From the records below, print exactly the lines starting at the one containing "the logout signal." and ending at the one containing "URL carries no", ends included, and nothing else.
Segment Open
//! Job posting endpoints and wire types.

use bon::Builder;
use chrono::{NaiveDate, NaiveDateTime};
use serde::{Deserialize, Serialize};
use strum::{Display, EnumString};

use crate::calendar::format_date_for_api;
use crate::client::{ApiError, ApiRequest, AuthPipeline};

/// Application status of a posting.
#[derive(
    Debug, Clone, Copy, Default, PartialEq, Eq, Hash, Serialize, Deserialize, Display, EnumString,
)]
#[serde(rename_all = "SCREAMING_SNAKE_CASE")]
#[strum(serialize_all = "SCREAMING_SNAKE_CASE", ascii_case_insensitive)]
pub enum JobStatus {
    #[default]
    Saved,
    Applied,
    Rejected,
    Interviewed,
    Expired,
}

/// Visual weight for a status badge.
#[derive(Debug, Clone, Copy, PartialEq, Eq)]
pub enum BadgeTone {
    Neutral,
    Info,
    Danger,
    Warning,
    Muted,
}

impl JobStatus {
    pub const ALL: [JobStatus; 5] = [
        JobStatus::Saved,
        JobStatus::Applied,
        JobStatus::Rejected,
        JobStatus::Interviewed,
        JobStatus::Expired,
    ];

    /// Human-readable label.
    pub fn label(self) -> &'static str {
        match self {
            Self::Saved => "Saved",
            Self::Applied => "Applied",
            Self::Rejected => "Rejected",
            Self::Interviewed => "Interviewing",
            Self::Expired => "Expired",
        }
    }

    pub fn tone(self) -> BadgeTone {
        match self {
            Self::Saved => BadgeTone::Neutral,
            Self::Applied => BadgeTone::Info,
            Self::Rejected => BadgeTone::Danger,
            Self::Interviewed => BadgeTone::Warning,
            Self::Expired => BadgeTone::Muted,
        }
    }
}

/// Body of `POST /job-posts` and `PUT /job-posts/{id}`.
///
/// # Example
/// ```
/// use chrono::NaiveDate;
/// use jobblog::api::{JobPostRequest, JobStatus};
///
/// let closing = NaiveDate::from_ymd_opt(2025, 9, 30)
///     .and_then(|d| d.and_hms_opt(18, 0, 0))
///     .unwrap();
/// let post = JobPostRequest::builder()
///     .company_name("Acme")
///     .title("Backend Engineer")
///     .closing_date_time(closing)
///     .build();
/// assert_eq!(post.status, JobStatus::Saved);
/// ```
#[derive(Debug, Clone, PartialEq, Eq, Serialize, Deserialize, Builder)]
#[serde(rename_all = "camelCase")]
pub struct JobPostRequest {
    #[builder(into)]
    pub company_name: String,
    #[builder(into)]
    pub title: String,
    #[builder(into, default)]
    pub description: String,
    #[builder(into, default)]
    pub apply_url: String,
    #[serde(with = "local_date_time")]
    pub closing_date_time: NaiveDateTime,
    #[builder(default)]
    pub status: JobStatus,
}

impl JobPostRequest {
    pub fn validate(&self) -> Result<(), ApiError> {
        if self.company_name.trim().is_empty() {
            return Err(ApiError::InvalidRequest("company name is required".to_string()));
        }
        if self.title.trim().is_empty() {
            return Err(ApiError::InvalidRequest("title is required".to_string()));
        }
        Ok(())
    }
}

impl From<&JobPost> for JobPostRequest {
    fn from(post: &JobPost) -> Self {
        Self {
            company_name: post.company_name.clone(),
            title: post.title.clone(),
            description: post.description.clone(),
            apply_url: post.apply_url.clone(),
            closing_date_time: post.closing_date_time,
            status: post.status,
        }
    }
}

/// Full posting as returned by `GET /job-posts/{id}`.
#[derive(Debug, Clone, PartialEq, Eq, Serialize, Deserialize)]
#[serde(rename_all = "camelCase")]
pub struct JobPost {
    pub id: i64,
    pub company_name: String,
    pub title: String,
    #[serde(default)]
    pub description: String,
    #[serde(default)]
    pub apply_url: String,
    #[serde(with = "local_date_time")]
    pub closing_date_time: NaiveDateTime,
    pub status: JobStatus,
    #[serde(default)]
    pub created_by: String,
    #[serde(with = "local_date_time")]
    pub created_at: NaiveDateTime,
    #[serde(with = "local_date_time")]
    pub updated_at: NaiveDateTime,
}

/// List entry returned by `/job-posts/my` and `/job-posts/search`.
#[derive(Debug, Clone, PartialEq, Eq, Serialize, Deserialize)]
#[serde(rename_all = "camelCase")]
pub struct JobPostSummary {
    pub id: i64,
    pub company_name: String,
    pub title: String,
    pub status: JobStatus,
    #[serde(with = "local_date_time")]
    pub closing_date_time: NaiveDateTime,
    #[serde(with = "local_date_time")]
    pub created_at: NaiveDateTime,
    #[serde(with = "local_date_time")]
    pub updated_at: NaiveDateTime,
}

/// Job posting endpoints.
#[derive(Debug, Clone)]
pub struct JobPostApi {
    pipeline: AuthPipeline,
}

impl JobPostApi {
    pub fn new(pipeline: AuthPipeline) -> Self {
        Self { pipeline }
    }

    /// Create a posting and return its id.
    pub async fn create(&self, post: &JobPostRequest) -> Result<i64, ApiError> {
        post.validate()?;
        self.pipeline
            .send_json(ApiRequest::post("/job-posts").with_json(post)?)
            .await
    }

    pub async fn get(&self, id: i64) -> Result<JobPost, ApiError> {
        self.pipeline
            .send_json(ApiRequest::get(format!("/job-posts/{id}")))
            .await
    }

    /// Postings created by the signed-in user.
    pub async fn list_mine(&self) -> Result<Vec<JobPostSummary>, ApiError> {
        self.pipeline
            .send_json(ApiRequest::get("/job-posts/my"))
            .await
    }

    /// Postings whose closing date falls in `[from, to]`.
    ///
    /// Either bound may be open, but not both.
    pub async fn search(
        &self,
        from: Option<NaiveDate>,
        to: Option<NaiveDate>,
    ) -> Result<Vec<JobPostSummary>, ApiError> {
        if from.is_none() && to.is_none() {
            return Err(ApiError::InvalidRequest(
                "search needs at least one of from/to".to_string(),
            ));
        }
        let mut request = ApiRequest::get("/job-posts/search");
        if let Some(from) = from {
            request = request.with_query("from", format_date_for_api(from));
        }
        if let Some(to) = to {
            request = request.with_query("to", format_date_for_api(to));
        }
        self.pipeline.send_json(request).await
    }

    /// Postings closing on a single day.
    pub async fn search_day(&self, day: NaiveDate) -> Result<Vec<JobPostSummary>, ApiError> {
        self.search(Some(day), Some(day)).await
    }

    pub async fn update(&self, id: i64, post: &JobPostRequest) -> Result<(), ApiError> {
        post.validate()?;
        self.pipeline
            .send(ApiRequest::put(format!("/job-posts/{id}")).with_json(post)?)
            .await?;
        Ok(())
    }

    /// Change only the status of an existing posting.
    pub async fn set_status(&self, id: i64, status: JobStatus) -> Result<(), ApiError> {
        let current = self.get(id).await?;
        let mut request = JobPostRequest::from(&current);
        request.status = status;
        self.update(id, &request).await
    }

    pub async fn delete(&self, id: i64) -> Result<(), ApiError> {
        self.pipeline
            .send(ApiRequest::delete(format!("/job-posts/{id}")))
            .await?;
        Ok(())
    }
}

/// Serde adapter for backend `LocalDateTime` values, which omit seconds when
/// they are zero and may carry a fraction.
pub(crate) mod local_date_time {
    use chrono::NaiveDateTime;
    use serde::{de, Deserialize, Deserializer, Serializer};

    const FORMATS: [&str; 2] = ["%Y-%m-%dT%H:%M:%S%.f", "%Y-%m-%dT%H:%M"];

    pub fn parse(raw: &str) -> Option<NaiveDateTime> {
        let raw = raw.trim();
        FORMATS
            .iter()
            .find_map(|format| NaiveDateTime::parse_from_str(raw, format).ok())
    }

    pub fn serialize<S: Serializer>(value: &NaiveDateTime, serializer: S) -> Result<S::Ok, S::Error> {
        serializer.collect_str(&value.format("%Y-%m-%dT%H:%M:%S"))
    }

    pub fn deserialize<'de, D: Deserializer<'de>>(deserializer: D) -> Result<NaiveDateTime, D::Error> {
        let raw = String::deserialize(deserializer)?;
        parse(&raw).ok_or_else(|| de::Error::custom(format!("invalid local date-time: {raw}")))
    }
}

#[cfg(test)]
mod tests {
    use super::*;
    use pretty_assertions::assert_eq;
    use serde_json::json;

    fn at(y: i32, m: u32, d: u32, h: u32, min: u32) -> NaiveDateTime {
        NaiveDate::from_ymd_opt(y, m, d)
            .and_then(|date| date.and_hms_opt(h, min, 0))
            .unwrap()
    }

    #[test]
    fn status_wire_format_is_screaming_snake() {
        assert_eq!(serde_json::to_value(JobStatus::Interviewed).unwrap(), json!("INTERVIEWED"));
        assert_eq!("applied".parse::<JobStatus>().unwrap(), JobStatus::Applied);
        assert_eq!(JobStatus::Expired.to_string(), "EXPIRED");
    }

    #[test]
    fn labels_and_tones_cover_every_status() {
        let labels: Vec<_> = JobStatus::ALL.iter().map(|s| s.label()).collect();
        assert_eq!(labels, vec!["Saved", "Applied", "Rejected", "Interviewing", "Expired"]);
        assert_eq!(JobStatus::Rejected.tone(), BadgeTone::Danger);
        assert_eq!(JobStatus::default(), JobStatus::Saved);
    }

    #[test]
    fn request_serializes_camel_case() {
        let post = JobPostRequest::builder()
            .company_name("Acme")
            .title("Backend Engineer")
            .apply_url("https://acme.example/jobs/1")
            .closing_date_time(at(2025, 9, 30, 18, 0))
            .status(JobStatus::Applied)
            .build();
        assert_eq!(
            serde_json::to_value(&post).unwrap(),
            json!({
                "companyName": "Acme",
                "title": "Backend Engineer",
                "description": "",
                "applyUrl": "https://acme.example/jobs/1",
                "closingDateTime": "2025-09-30T18:00:00",
                "status": "APPLIED"
            })
        );
    }

    #[test]
    fn summary_accepts_minute_precision_and_fractions() {
        let summary: JobPostSummary = serde_json::from_value(json!({
            "id": 7,
            "companyName": "Acme",
            "title": "SRE",
            "status": "SAVED",
            "closingDateTime": "2025-09-30T18:00",
            "createdAt": "2025-09-01T09:15:42.123456",
            "updatedAt": "2025-09-02T10:00:00"
        }))
        .unwrap();
        assert_eq!(summary.closing_date_time, at(2025, 9, 30, 18, 0));
        assert_eq!(summary.created_at.date(), NaiveDate::from_ymd_opt(2025, 9, 1).unwrap());
    }

    #[test]
    fn validation_requires_company_and_title() {
        let post = JobPostRequest::builder()
            .company_name("  ")
            .title("Engineer")
            .closing_date_time(at(2025, 9, 30, 18, 0))
            .build();
        assert!(matches!(post.validate(), Err(ApiError::InvalidRequest(_))));
    }
}
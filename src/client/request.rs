//! Outbound request descriptor and buffered response.

use reqwest::header::{HeaderMap, HeaderName, HeaderValue, AUTHORIZATION};
use reqwest::StatusCode;
use serde::de::DeserializeOwned;
use serde::Serialize;
use strum::{Display, EnumString};

use super::error::ApiError;
use crate::auth::AccessToken;

/// HTTP methods used by the JobBlog API.
#[derive(Debug, Clone, Copy, PartialEq, Eq, Hash, Display, EnumString)]
#[strum(serialize_all = "UPPERCASE")]
pub enum Method {
    Get,
    Post,
    Put,
    Delete,
}

impl From<Method> for reqwest::Method {
    fn from(method: Method) -> Self {
        match method {
            Method::Get => reqwest::Method::GET,
            Method::Post => reqwest::Method::POST,
            Method::Put => reqwest::Method::PUT,
            Method::Delete => reqwest::Method::DELETE,
        }
    }
}

/// A single API call: route, payload, headers and the pipeline's retry mark.
///
/// # Example
/// ```
/// use jobblog::client::{ApiRequest, Method};
///
/// let request = ApiRequest::get("/job-posts/search")
///     .with_query("from", "2025-09-01")
///     .with_query("to", "2025-09-30");
/// assert_eq!(request.method(), Method::Get);
/// assert_eq!(request.route(), "/job-posts/search");
/// assert!(!request.is_retried());
/// ```
#[derive(Debug, Clone)]
pub struct ApiRequest {
    method: Method,
    path: String,
    query: Vec<(String, String)>,
    body: Option<serde_json::Value>,
    headers: HeaderMap,
    retried: bool,
}

impl ApiRequest {
    pub fn new(method: Method, path: impl Into<String>) -> Self {
        Self {
            method,
            path: path.into(),
            query: Vec::new(),
            body: None,
            headers: HeaderMap::new(),
            retried: false,
        }
    }

    pub fn get(path: impl Into<String>) -> Self {
        Self::new(Method::Get, path)
    }

    pub fn post(path: impl Into<String>) -> Self {
        Self::new(Method::Post, path)
    }

    pub fn put(path: impl Into<String>) -> Self {
        Self::new(Method::Put, path)
    }

    pub fn delete(path: impl Into<String>) -> Self {
        Self::new(Method::Delete, path)
    }

    pub fn with_query(mut self, key: impl Into<String>, value: impl Into<String>) -> Self {
        self.query.push((key.into(), value.into()));
        self
    }

    pub fn with_body(mut self, body: serde_json::Value) -> Self {
        self.body = Some(body);
        self
    }

    pub fn with_json<T: Serialize + ?Sized>(self, body: &T) -> Result<Self, ApiError> {
        Ok(self.with_body(serde_json::to_value(body)?))
    }

    pub fn with_header(mut self, name: HeaderName, value: HeaderValue) -> Self {
        self.headers.insert(name, value);
        self
    }

    pub fn method(&self) -> Method {
        self.method
    }

    pub fn path(&self) -> &str {
        &self.path
    }

    /// Path without any inline query string.
    pub fn route(&self) -> &str {
        self.path
            .split_once('?')
            .map_or(self.path.as_str(), |(route, _)| route)
    }

    pub fn query(&self) -> &[(String, String)] {
        &self.query
    }

    pub fn body(&self) -> Option<&serde_json::Value> {
        self.body.as_ref()
    }

    pub fn headers(&self) -> &HeaderMap {
        &self.headers
    }

    pub fn authorization(&self) -> Option<&str> {
        self.headers
            .get(AUTHORIZATION)
            .and_then(|value| value.to_str().ok())
    }

    /// Attach `Authorization: Bearer <token>`, replacing any previous value.
    pub fn set_bearer(&mut self, token: &AccessToken) {
        match HeaderValue::from_str(&token.bearer()) {
            Ok(mut value) => {
                value.set_sensitive(true);
                self.headers.insert(AUTHORIZATION, value);
            }
            Err(_) => {
                tracing::warn!("access token is not a valid header value; sending without it");
                self.headers.remove(AUTHORIZATION);
            }
        }
    }

    pub fn is_retried(&self) -> bool {
        self.retried
    }

    /// Set the retry mark. Returns `false` if it was already set.
    pub fn mark_retried(&mut self) -> bool {
        !std::mem::replace(&mut self.retried, true)
    }
}

/// Fully buffered API response.
#[derive(Debug, Clone)]
pub struct ApiResponse {
    status: StatusCode,
    headers: HeaderMap,
    body: Vec<u8>,
}

impl ApiResponse {
    pub fn new(status: StatusCode, headers: HeaderMap, body: Vec<u8>) -> Self {
        Self {
            status,
            headers,
            body,
        }
    }

    /// Convenience constructor for tests and in-memory transports.
    pub fn from_status(status: StatusCode, body: impl Into<Vec<u8>>) -> Self {
        Self::new(status, HeaderMap::new(), body.into())
    }

    pub fn status(&self) -> StatusCode {
        self.status
    }

    pub fn is_success(&self) -> bool {
        self.status.is_success()
    }

    pub fn headers(&self) -> &HeaderMap {
        &self.headers
    }

    pub fn body(&self) -> &[u8] {
        &self.body
    }

    pub fn text(&self) -> String {
        String::from_utf8_lossy(&self.body).into_owned()
    }

    pub fn json<T: DeserializeOwned>(&self) -> Result<T, ApiError> {
        Ok(serde_json::from_slice(&self.body)?)
    }

    /// Text payload that may also arrive JSON-quoted (`"value"`).
    pub fn text_value(&self) -> String {
        let raw = self.text();
        let trimmed = raw.trim();
        if trimmed.starts_with('"') {
            if let Ok(unquoted) = serde_json::from_str::<String>(trimmed) {
                return unquoted;
            }
        }
        trimmed.to_string()
    }

    /// Convert a non-success response into [`ApiError::Status`].
    pub fn into_error(self) -> ApiError {
        ApiError::Status {
            status: self.status,
            body: String::from_utf8_lossy(&self.body).into_owned(),
        }
    }
}
//! HTTP plumbing: request descriptor, transport seam and the authenticated
//! pipeline every API call goes through.

pub mod error;
pub mod http;
pub mod pipeline;
pub mod request;
pub mod transport;

pub use error::{ApiError, TransportError};
pub use pipeline::{AuthPipeline, RefreshPolicy, ResponseAction};
pub use request::{ApiRequest, ApiResponse, Method};
pub use transport::{HttpTransport, Transport, REFRESH_COOKIE};
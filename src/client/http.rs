//! Shared unauthenticated HTTP client for presigned storage URLs.

use std::sync::OnceLock;
use std::time::Duration;

use reqwest::header::{HeaderValue, CONTENT_TYPE};

use super::error::{ApiError, TransportError};

static SHARED_CLIENT: OnceLock<reqwest::Client> = OnceLock::new();

/// Get (or create) the shared reqwest client.
///
/// Storage URLs are pre-signed; they must never see the bearer token or the
/// API cookie jar, so they go through this client rather than the transport.
pub fn shared_client() -> &'static reqwest::Client {
    SHARED_CLIENT.get_or_init(|| {
        reqwest::Client::builder()
            .timeout(Duration::from_secs(300))
            .pool_max_idle_per_host(4)
            .build()
            .unwrap_or_default()
    })
}

/// `PUT` raw bytes to a presigned URL.
pub async fn put_presigned(url: &str, bytes: Vec<u8>, content_type: &str) -> Result<(), ApiError> {
    let content_type = HeaderValue::from_str(content_type)
        .map_err(|_| ApiError::InvalidAttachment(format!("bad content type: {content_type}")))?;
    let response = shared_client()
        .put(url)
        .header(CONTENT_TYPE, content_type)
        .body(bytes)
        .send()
        .await
        .map_err(TransportError::from)?;
    let status = response.status();
    if !status.is_success() {
        let body = response.text().await.unwrap_or_default();
        return Err(ApiError::Status { status, body });
    }
    Ok(())
}

/// `GET` the bytes behind a presigned URL.
pub async fn get_presigned(url: &str) -> Result<Vec<u8>, ApiError> {
    let response = shared_client()
        .get(url)
        .send()
        .await
        .map_err(TransportError::from)?;
    let status = response.status();
    if !status.is_success() {
        let body = response.text().await.unwrap_or_default();
        return Err(ApiError::Status { status, body });
    }
    let bytes = response.bytes().await.map_err(TransportError::from)?;
    Ok(bytes.to_vec())
}
//! Google sign-in glue, session bootstrap and logout.

use reqwest::Url;
use serde_json::json;

use crate::auth::{AccessToken, LogoutReason};
use crate::client::{ApiError, ApiRequest, AuthPipeline};
use crate::config::GoogleOAuthConfig;

pub const GOOGLE_AUTHORIZE_URL: &str = "https://accounts.google.com/o/oauth2/v2/auth";

/// Consent-screen URL that starts the Google login.
pub fn google_authorize_url(config: &GoogleOAuthConfig) -> Result<Url, ApiError> {
    Url::parse_with_params(
        GOOGLE_AUTHORIZE_URL,
        &[
            ("client_id", config.client_id.as_str()),
            ("redirect_uri", config.redirect_uri.as_str()),
            ("response_type", "code"),
            ("scope", "openid email profile"),
            ("prompt", "select_account"),
        ],
    )
    .map_err(|err| ApiError::InvalidRequest(format!("authorize url: {err}")))
}

/// Pull the access token out of the post-login redirect (`...?token=...`).
pub fn token_from_callback(callback_url: &str) -> Option<AccessToken> {
    let url = Url::parse(callback_url).ok()?;
    url.query_pairs()
        .find(|(key, _)| key == "token")
        .map(|(_, value)| value.trim().to_string())
        .filter(|value| !value.is_empty())
        .map(AccessToken::new)
}

/// Session entry and exit points.
#[derive(Debug, Clone)]
pub struct OAuthApi {
    pipeline: AuthPipeline,
    logout_route: String,
}

impl OAuthApi {
    pub fn new(pipeline: AuthPipeline, logout_route: impl Into<String>) -> Self {
        Self {
            pipeline,
            logout_route: logout_route.into(),
        }
    }

    /// Turn the refresh cookie into an access token at start-up.
    ///
    /// Returns whether the session is now authenticated. A failed attempt has
    /// already cleared the session and fired the logout signal.
    pub async fn bootstrap(&self) -> bool {
        match self.pipeline.refresh().await {
            Ok(token) => {
                tracing::debug!(token = %token.preview(), "session bootstrapped");
                true
            }
            Err(err) => {
                tracing::info!(error = %err, "no active session");
                false
            }
        }
    }

    /// Store the token delivered by the OAuth callback redirect.
    pub fn complete_login(&self, callback_url: &str) -> Result<AccessToken, ApiError> {
        let token = token_from_callback(callback_url).ok_or_else(|| {
            ApiError::InvalidRequest("callback URL carries no token".to_string())
        })?;
        self.pipeline.session().set_token(token.clone());
        Ok(token)
    }

    /// Invalidate the refresh credential server-side and drop the local token.
    ///
    /// The server call is best effort; the local session is cleared regardless.
    /// If that call already ended the session, the logout signal is not fired
    /// a second time.
    pub async fn logout(&self) {
        let request = ApiRequest::post(self.logout_route.as_str()).with_body(json!({}));
        if let Err(err) = self.pipeline.send(request).await {
            tracing::warn!(error = %err, "logout request failed");
        }
        let session = self.pipeline.session();
        if session.is_authenticated() {
            session.end(LogoutReason::UserRequested);
        }
    }
}

#[cfg(test)]
mod tests {
    use super::*;

    #[test]
    fn authorize_url_carries_client_settings() {
        let url = google_authorize_url(&GoogleOAuthConfig {
            client_id: "client-123".to_string(),
            redirect_uri: "https://api.example.com/oauth/google/callback".to_string(),
        })
        .unwrap();
        let pairs: Vec<(String, String)> = url
            .query_pairs()
            .map(|(k, v)| (k.into_owned(), v.into_owned()))
            .collect();
        assert!(url.as_str().starts_with(GOOGLE_AUTHORIZE_URL));
        assert!(pairs.contains(&("client_id".to_string(), "client-123".to_string())));
        assert!(pairs.contains(&("scope".to_string(), "openid email profile".to_string())));
        assert!(pairs.contains(&("prompt".to_string(), "select_account".to_string())));
    }

    #[test]
    fn callback_token_extraction() {
        let token = token_from_callback("https://app.example.com/auth/google/callback?token=abc.def.ghi");
        assert_eq!(token.map(|t| t.as_str().to_string()), Some("abc.def.ghi".to_string()));
        assert!(token_from_callback("https://app.example.com/auth/google/callback").is_none());
        assert!(token_from_callback("https://app.example.com/cb?token=").is_none());
        assert!(token_from_callback("not a url").is_none());
    }
}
Segment Closed
_Task response_:
    /// already cleared the session and fired the logout signal.
    pub async fn bootstrap(&self) -> bool {
        match self.pipeline.refresh().await {
            Ok(token) => {
                tracing::debug!(token = %token.preview(), "session bootstrapped");
                true
            }
            Err(err) => {
                tracing::info!(error = %err, "no active session");
                false
            }
        }
    }

    /// Store the token delivered by the OAuth callback redirect.
    pub fn complete_login(&self, callback_url: &str) -> Result<AccessToken, ApiError> {
        let token = token_from_callback(callback_url).ok_or_else(|| {
            ApiError::InvalidRequest("callback URL carries no token".to_string())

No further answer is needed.